Can Diet Coda make the iPad a leaner meaner business machine?

If you watch a lot of television, you’d think Apple’s iPad, which accounts for 68 percent of all global tablet sales, had cornered the enterprise market. Clever product placement makes it seem like this two-year-old technology has found it way into every business from retail to national security. The truth, however, is that of the hundreds of thousands of iOS apps only a tiny percentage help foster the image of the iPad as post-PC computer. Rather, the vast majority are created for casual users looking to consume content. Games make up the biggest sector along with periodicals, while productivity apps, particularly those aimed at big, (or ever medium-sized) businesses, lag far behind.

But that’s changing. According to Macleans, Apple is, for the first time, actively courting developers, at least those willing to delve into this sector. However, to make the shift from consumption device to business tool, the iPad needs to be a viable tool for creating and managing content and workflow.

One signal that the change is well underway is tomorrow’s update of Panic’s much-lauded web development tool Coda to version 2.0 for OS X with a new iOS companion app called Diet Coda slated to appear in the App Store at the same time. While the iPad iteration is, as its name suggests, a lite version, its list of features for creating new content on-the-go is impressive compared to anything we’ve seen to date.

Diet Coda, which will sell for $9.99, bundles core features of the Coda package like code editing, FTP capabilities, and Panic’s SSH client with “AirPreview”, which allows changes made on a Mac to appear in real-time on the iPad.

It’s by no means the first iOS app with coding capacity, but it marks what Apple hopes will become a trend: well-established players in the Mac/PC sector embracing iOS as a serious platform. This move to port what TUAW calls a “legendary Mac app” falls on the heels of Adobe’s launch of Photoshop Touch, Revel and Proto for iPad suggesting that at least for businesses that focus on content creation, the change in perception in already underway, or at least the waters are been tested.

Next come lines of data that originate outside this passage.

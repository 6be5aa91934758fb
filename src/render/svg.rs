use std::fmt::Write as _;
use std::fs;
use std::path::{Path, PathBuf};

use log::debug;

use crate::error::{FlowmapError, Result};
use crate::format::escape_html;
use crate::graph::{Graph, LabelType};
use crate::layout::Layout;
use crate::viewport::{Transform, Viewport};

use super::Surface;

const STYLE: &str = r#"
    svg { background: #fafafa; font: 14px sans-serif; }
    .node rect { stroke: #666; stroke-width: 1.5px; fill: #fff; }
    .node .status { display: inline-block; width: 10px; height: 10px; border-radius: 5px; margin-right: 6px; background: #bbb; }
    .node .buildurl { margin-left: 6px; color: #555; }
    .node.stopped rect { fill: #eee; }
    .node.running rect { fill: #fff7d6; }
    .node.running .status { background: #f0ad4e; }
    .node.warn rect { stroke: #f0ad4e; stroke-width: 3px; }
    .node.success .status { background: #5cb85c; }
    .node.failure .status { background: #d9534f; }
    .node.failure rect { stroke: #d9534f; }
    .node.aborted .status { background: #777; }
    .edgePath path { stroke: #333; stroke-width: 1.5px; fill: none; }
"#;

/// Renders the graph into a standalone SVG file, rewritten on every transform change.
pub struct SvgSurface {
    path: PathBuf,
    viewport: Viewport,
    content: String,
    transform: Transform,
}

impl SvgSurface {
    pub fn new(path: impl Into<PathBuf>, viewport: Viewport) -> Self {
        Self {
            path: path.into(),
            viewport,
            content: String::new(),
            transform: Transform::IDENTITY,
        }
    }

    pub fn path(&self) -> &Path {
        &self.path
    }

    /// Full SVG document for the current content and transform.
    pub fn document(&self) -> String {
        let Viewport { width, height } = self.viewport;
        let mut svg = String::new();
        let _ = writeln!(
            svg,
            r#"<svg xmlns="http://www.w3.org/2000/svg" width="{width}" height="{height}" viewBox="0 0 {width} {height}">"#
        );
        let _ = writeln!(svg, "<style>{STYLE}</style>");
        svg.push_str(concat!(
            r#"<defs><marker id="arrowhead" viewBox="0 0 10 10" refX="9" refY="5" "#,
            r#"markerWidth="8" markerHeight="6" orient="auto">"#,
            r#"<path d="M 0 0 L 10 5 L 0 10 z"/></marker></defs>"#,
            "\n"
        ));
        let _ = writeln!(svg, r#"<g transform="{}">"#, self.transform);
        svg.push_str(&self.content);
        svg.push_str("</g>\n</svg>\n");
        svg
    }

    fn flush(&self) -> Result<()> {
        // Write next to the target and rename so readers never see a partial file.
        let tmp = self.path.with_extension("svg.tmp");
        fs::write(&tmp, self.document())?;
        fs::rename(&tmp, &self.path)?;
        debug!("Wrote {}", self.path.display());
        Ok(())
    }
}

impl Surface for SvgSurface {
    fn viewport(&self) -> Viewport {
        self.viewport
    }

    fn render(&mut self, graph: &Graph, layout: &Layout) -> Result<()> {
        let mut content = String::new();

        for edge in &layout.edges {
            let Some(((x0, y0), rest)) = edge.points.split_first() else {
                continue;
            };
            let mut d = format!("M{x0},{y0}");
            for (x, y) in rest {
                let _ = write!(d, " L{x},{y}");
            }
            let _ = writeln!(
                content,
                r#"<g class="edgePath"><path d="{d}" marker-end="url(#arrowhead)"/></g>"#
            );
        }

        for node in graph.nodes() {
            let geometry = layout.node(&node.id).ok_or_else(|| {
                FlowmapError::Render(format!("No geometry for node {}", node.id))
            })?;
            let (w, h) = (geometry.width, geometry.height);
            let (left, top) = (-w / 2.0, -h / 2.0);
            let _ = write!(
                content,
                concat!(
                    r#"<g class="node {class}" transform="translate({x},{y})">"#,
                    r#"<rect rx="{rx}" ry="{ry}" x="{left}" y="{top}" width="{w}" height="{h}"/>"#,
                ),
                class = escape_html(&node.class),
                x = geometry.x,
                y = geometry.y,
                rx = node.rx,
                ry = node.ry,
                left = left,
                top = top,
                w = w,
                h = h,
            );
            let _ = match node.label_type {
                LabelType::Html => writeln!(
                    content,
                    concat!(
                        r#"<foreignObject x="{left}" y="{top}" width="{w}" height="{h}">"#,
                        r#"<div xmlns="http://www.w3.org/1999/xhtml">{label}</div>"#,
                        r#"</foreignObject></g>"#
                    ),
                    left = left,
                    top = top,
                    w = w,
                    h = h,
                    label = node.label,
                ),
                LabelType::Text => writeln!(
                    content,
                    r#"<text text-anchor="middle" dominant-baseline="central">{}</text></g>"#,
                    escape_html(&node.text)
                ),
            };
        }

        self.content = content;
        Ok(())
    }

    fn apply_transform(&mut self, transform: Transform) -> Result<()> {
        self.transform = transform;
        self.flush()
    }
}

None of these mobile apps recreate the full PC experience, but they are a big step forward (and a necessary one) if Apple wants to maintain its top position in the marketplace. At the launch of the new iPad in March, the term “post-PC computer” was the Cupertino “it” phrase to describe the latest tablet. To be such, Apple has to maintain its appeal to casual users, and compete not just with Google’s Android, which is also primarily a consumption brand, but also with Microsoft’s upcoming mobile and PC OS, Windows 8, and whatever RIM may yet have planned. Apple has traditionally lagged behind both companies in the business sphere. For BlackBerry it may be too late, but Microsoft poses a serious threat to Apple’s preeminent position.

To woo business, the iPad has to been seen in real workplaces as more than just a way to take notes in a meeting, view presentations, Skype and make small changes to existing documents. Apple revamped its iOS iWorks package (Pages, Keynote, Numbers) in March to this end, but they have never been widely adopted by business. And, while Microsoft has made some recent forays into the App Store, they don’t offer Word, Excel and PowerPoint to iPad users, forcing them to rely on largely unknown and often lacklustre third-party apps to create or edit documents in their most commonly-used formats.

Diet Coda’s success (or lack thereof), is attention worthy, even to those who don’t do web development. If the mobile app works as well as hoped, it could herald a turning point for serious content creators and their relationship with the iPad.